2.06 Allocation of Purchase Price: Reporting Requirements. For
tax purposes the parties hereby agree to (a) allocate the Purchase Price
hereunder (which for purposes of such allocation shall include all liabilities
being assumed by Buyer) in accordance with Exhibit "B" hereto, and (b) timely
file Internal Revenue Service Form 8594, Asset Acquisition Statement, and
otherwise report the transactions set forth herein in accordance with such
allocation and with the provisions of Internal Revenue Code Section 1060 and
comparable provisions of state law.
2.07 Delivery of Possession. At the Closing, Seller shall deliver
possession of the Service Assets to Buyer at the Leased Premises. Title and risk
of loss in and to the Service Assets shall pass to and be vested in Buyer
effective at the time of the Closing.
ARTICLE III
REPRESENTATIONS, WARRANTIES AND AGREEMENTS OF SELLER
As an inducement to Buyer to enter into this Agreement, Seller
represents and warrants to Buyer and as to covenants agrees with Buyer that,
effective on the date hereof and on the Closing Date:
3.01 Organization. Seller is a corporation duly organized,
validly existing and in good standing under the laws of the State of Delaware.
Alpha Micro is a corporation duly organized, validly existing and in good
standing under the laws of the State of California.

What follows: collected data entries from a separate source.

//! Error types for the index pipeline

use thiserror::Error;

pub type Result<T> = std::result::Result<T, IndexError>;

#[derive(Error, Debug)]
pub enum IndexError {
    #[error("upstream request for '{collection}' failed with status {status}")]
    UpstreamUnavailable { collection: String, status: u16 },

    #[error("upstream request for '{collection}' timed out after {timeout_ms}ms")]
    UpstreamTimeout { collection: String, timeout_ms: u64 },

    #[error("malformed upstream data for '{collection}': {detail}")]
    MalformedUpstreamData { collection: String, detail: String },

    #[error("not found: {0}")]
    NotFound(String),

    #[error("validation rejected: {0}")]
    ValidationRejected(String),

    #[error("invalid configuration: {0}")]
    InvalidConfig(String),

    #[error("IO error: {0}")]
    Io(#[from] std::io::Error),

    #[error("JSON error: {0}")]
    Json(#[from] serde_json::Error),

    #[error("YAML error: {0}")]
    Yaml(#[from] serde_yaml::Error),
}

impl IndexError {
    /// Get error code for wire protocol
    pub fn code(&self) -> &'static str {
        match self {
            IndexError::UpstreamUnavailable { .. } => "UPSTREAM_UNAVAILABLE",
            IndexError::UpstreamTimeout { .. } => "UPSTREAM_TIMEOUT",
            IndexError::MalformedUpstreamData { .. } => "MALFORMED_UPSTREAM_DATA",
            IndexError::NotFound(_) => "NOT_FOUND",
            IndexError::ValidationRejected(_) => "VALIDATION_REJECTED",
            _ => "INTERNAL_ERROR",
        }
    }

    /// HTTP status this error maps to on the read surface.
    pub fn http_status(&self) -> u16 {
        match self {
            IndexError::UpstreamUnavailable { .. } => 502,
            IndexError::UpstreamTimeout { .. } => 504,
            IndexError::MalformedUpstreamData { .. } => 502,
            IndexError::NotFound(_) => 404,
            IndexError::ValidationRejected(_) => 400,
            _ => 500,
        }
    }
}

3.02 Authority. All corporate or other action necessary to
authorize and approve this Agreement has been taken, and this Agreement
constitutes a valid and binding agreement, enforceable against Seller and Alpha
Micro in accordance with its terms, and no authorizations, consents or
approvals, whether of governmental bodies, shareholders or otherwise, are
necessary in order to enable Seller and Alpha Micro to enter into and perform
this Agreement. Consummation of the transactions herein contemplated, and the
fulfillment of the terms of this Agreement will not conflict with or result in a
breach of any of the terms or provisions of, or constitute a default under, or
result in the creation or imposition of any lien, charge or encumbrance upon any
of the property or assets of Seller pursuant to the terms of, or result in the
acceleration of any obligations or payment of a penalty under, any indenture,
mortgage, deed of trust, loan agreement or other agreement or instrument to
which Seller is a party or by which Seller may be bound or to which any of the
property or assets of Seller is subject, the Certificate of Incorporation or
Bylaws of Seller, any agreement of the shareholders, or any statute or any
order, decree, judgment, rule or regulation applicable to Seller of any court or
of any regulatory authority or other governmental body having jurisdiction over
Seller.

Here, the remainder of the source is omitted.